Early Childhood: Ages 5-9
PILLAR FOUR: SLEEP
Adequate sleep helps to reduce the risk of obesity for both adults and children.
The National Sleep Foundation recommends nine to 11 hours of sleep for children ages 6 to 9, although as few as seven hours and as much as 12 hours also may be appropriate. (Five-year-olds need 10 to 13 hours with as few as eight and as much as 14.)
Sleep disturbances often can keep this age group from getting their required rest. Two of the more common are sleepwalking and obstructive sleep apnea.
Sleepwalking. About 15 percent of children sleepwalk at some point. It is also more common among early school-age kids than any other age group as 6 percent have several sleepwalking events each week.
Sleepwalking is characterized by behaviors like sitting up in bed abruptly and navigating clumsily around the home. It typically occurs one to two hours after the onset of sleep during Sleep Stage IV when the deepest sleep occurs.
Safety is paramount in sleepwalking scenarios. Here is what parents should know if they experience their child sleepwalking:
- Secure windows and doors to the outside or any potentially hazardous areas. Installing safety alarms also may be necessary.
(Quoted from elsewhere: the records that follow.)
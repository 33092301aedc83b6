//! Zero-shot consistency scoring over JSON lines.
//!
//! Reads `{"document": ..., "summary": ...}` objects from stdin, one per line,
//! and writes `{"score": ...}` lines to stdout in the same order.
//!
//! Usage: `consistency [model] [granularity]` (defaults: `mnli`, `sentence`).

use std::io::{self, BufRead, Write};

use anyhow::Context;
use serde::{Deserialize, Serialize};

use consistency::config::Config;
use consistency::scoring::{ZeroShotConfig, ZeroShotScorer};

const DEFAULT_MODEL: &str = "mnli";
const DEFAULT_GRANULARITY: &str = "sentence";

#[derive(Debug, Deserialize)]
struct PairInput {
    document: String,
    summary: String,
}

#[derive(Debug, Serialize)]
struct ScoreOutput {
    score: f32,
}

fn main() -> anyhow::Result<()> {
    tracing_subscriber::fmt()
        .with_env_filter(tracing_subscriber::EnvFilter::from_default_env())
        .with_writer(io::stderr)
        .init();

    let mut args = std::env::args().skip(1);
    let model = args.next().unwrap_or_else(|| DEFAULT_MODEL.to_string());
    let granularity = args
        .next()
        .unwrap_or_else(|| DEFAULT_GRANULARITY.to_string());

    let config = Config::from_env()?;
    config.validate()?;

    tracing::info!(
        model = %model,
        granularity = %granularity,
        cache_dir = %config.cache_dir.display(),
        batch_size = config.batch_size,
        "Consistency scorer starting"
    );

    let scorer_config = ZeroShotConfig::from_config(&model, &granularity, &config)?
        .with_load_cache(config.use_cache);
    let mut scorer = ZeroShotScorer::load(scorer_config)?;

    let mut documents = Vec::new();
    let mut summaries = Vec::new();
    for (index, line) in io::stdin().lock().lines().enumerate() {
        let line = line?;
        if line.trim().is_empty() {
            continue;
        }
        let pair: PairInput = serde_json::from_str(&line)
            .with_context(|| format!("invalid input on line {}", index + 1))?;
        documents.push(pair.document);
        summaries.push(pair.summary);
    }

    let output = scorer.score(&documents, &summaries, config.batch_size)?;

    let mut stdout = io::stdout().lock();
    for score in output.scores {
        serde_json::to_writer(&mut stdout, &ScoreOutput { score })?;
        writeln!(stdout)?;
    }

    if config.use_cache {
        let saved = scorer.save_imager_cache()?;
        tracing::info!(saved, "Image cache saved");
    }

    Ok(())
}
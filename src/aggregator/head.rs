//! The two linear layers of the learned aggregator.

use std::collections::HashMap;
use std::path::Path;

use candle_core::{DType, Device, Tensor};
use candle_nn::{Linear, Module, VarBuilder, VarMap};
use tracing::info;

use super::error::{AggregatorError, AggregatorResult};
use crate::constants::{AGGREGATE_FEATURE_WIDTH, AGGREGATOR_CLASSES};

const MLP_PREFIX: &str = "mlp";
const FINAL_PREFIX: &str = "layer_final";

/// `mlp: full_size → 1` applied per histogram row, then
/// `layer_final: 3 → 2` over the aggregated feature.
#[derive(Debug, Clone)]
pub struct ConvHead {
    mlp: Linear,
    layer_final: Linear,
    full_size: usize,
}

impl ConvHead {
    /// Randomly initialized layers.
    pub fn new(full_size: usize, device: &Device) -> AggregatorResult<Self> {
        let varmap = VarMap::new();
        let vb = VarBuilder::from_varmap(&varmap, DType::F32, device);
        Ok(Self {
            mlp: candle_nn::linear(full_size, 1, vb.pp(MLP_PREFIX))?,
            layer_final: candle_nn::linear(
                AGGREGATE_FEATURE_WIDTH,
                AGGREGATOR_CLASSES,
                vb.pp(FINAL_PREFIX),
            )?,
            full_size,
        })
    }

    /// Loads `mlp.*` and `layer_final.*` from a safetensors checkpoint.
    pub fn load(path: &Path, full_size: usize, device: &Device) -> AggregatorResult<Self> {
        let checkpoint_error = |e: candle_core::Error| AggregatorError::Checkpoint {
            path: path.to_path_buf(),
            reason: e.to_string(),
        };

        if !path.is_file() {
            return Err(AggregatorError::Checkpoint {
                path: path.to_path_buf(),
                reason: "file not found".to_string(),
            });
        }

        // SAFETY: the checkpoint is treated as read-only for the lifetime of the mapping.
        let vb = unsafe { VarBuilder::from_mmaped_safetensors(&[path], DType::F32, device) }
            .map_err(checkpoint_error)?;

        let mlp = candle_nn::linear(full_size, 1, vb.pp(MLP_PREFIX)).map_err(checkpoint_error)?;
        let layer_final = candle_nn::linear(
            AGGREGATE_FEATURE_WIDTH,
            AGGREGATOR_CLASSES,
            vb.pp(FINAL_PREFIX),
        )
        .map_err(checkpoint_error)?;

        info!(path = %path.display(), full_size, "Loaded aggregator checkpoint");

        Ok(Self {
            mlp,
            layer_final,
            full_size,
        })
    }

    /// Builds the layers from explicit parameters.
    pub fn from_parameters(
        mlp_weight: &[f32],
        mlp_bias: f32,
        final_weight: [[f32; AGGREGATE_FEATURE_WIDTH]; AGGREGATOR_CLASSES],
        final_bias: [f32; AGGREGATOR_CLASSES],
        device: &Device,
    ) -> AggregatorResult<Self> {
        let full_size = mlp_weight.len();
        let mlp = Linear::new(
            Tensor::from_slice(mlp_weight, (1, full_size), device)?,
            Some(Tensor::from_slice(&[mlp_bias], 1, device)?),
        );
        let layer_final = Linear::new(
            Tensor::from_iter(final_weight.into_iter().flatten(), device)?
                .reshape((AGGREGATOR_CLASSES, AGGREGATE_FEATURE_WIDTH))?,
            Some(Tensor::from_slice(&final_bias, AGGREGATOR_CLASSES, device)?),
        );

        Ok(Self {
            mlp,
            layer_final,
            full_size,
        })
    }

    pub fn full_size(&self) -> usize {
        self.full_size
    }

    /// `(batch, n_rows, full_size)` histograms to `(batch, n_rows)` responses.
    pub fn row_responses(&self, histograms: &Tensor) -> AggregatorResult<Tensor> {
        Ok(self.mlp.forward(histograms)?.squeeze(2)?)
    }

    /// `(batch, 3)` features to `(batch, 2)` logits.
    pub fn classify(&self, features: &Tensor) -> AggregatorResult<Tensor> {
        Ok(self.layer_final.forward(features)?)
    }

    /// Writes both layers to a safetensors file.
    pub fn save(&self, path: &Path) -> AggregatorResult<()> {
        let mut tensors: HashMap<String, Tensor> = HashMap::new();
        for (prefix, layer) in [(MLP_PREFIX, &self.mlp), (FINAL_PREFIX, &self.layer_final)] {
            tensors.insert(format!("{prefix}.weight"), layer.weight().clone());
            if let Some(bias) = layer.bias() {
                tensors.insert(format!("{prefix}.bias"), bias.clone());
            }
        }

        if let Some(parent) = path.parent()
            && !parent.as_os_str().is_empty()
        {
            std::fs::create_dir_all(parent).map_err(|e| AggregatorError::Checkpoint {
                path: path.to_path_buf(),
                reason: e.to_string(),
            })?;
        }

        candle_core::safetensors::save(&tensors, path)?;
        info!(path = %path.display(), "Saved aggregator checkpoint");
        Ok(())
    }
}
- A child is often unresponsive and difficult to arouse while sleepwalking. Do not force the child awake. Instead, redirect him or her to bed.
- Sleepwalking is sometimes associated with nocturnal enuresis (bed wetting).
Obstructive Sleep Apnea (OSA). OSA is a disorder in which a sleeping person experiences either partial upper airway obstruction for prolonged periods or complete upper airway obstruction intermittently.
OSA can occur in all age groups, but it is most common between the ages of 2 to 6. Children with OSA frequently snore with periodic pauses or gasps in their breathing. Snoring can disrupt their sleep and cause problems with attention, concentration, and daytime sleepiness.
Always screen children for snoring during wellness checks. Refer any child who snores three or more nights per week, and has any OSA symptoms, to a sleep medicine physician/sleep lab, or a pediatric ear, nose, and throat physician. A polysomnography—a test used to diagnose sleep disorders—can diagnose OSA.
School-age children who are overweight or obese are at higher risk for OSA, although this becomes more apparent in preadolescents and adolescents. OSA symptoms can improve with a healthier weight.
Children with OSA also may require an adenotonsillectomy as early childhood is when tonsils and adenoids are most massive relative to the size of the oropharynx.
Some children with OSA may need to use a Continuous Positive Airway Pressure (CPAP) machine at night. However, this is a second-line option for children who are not surgical candidates as it is often poorly tolerated.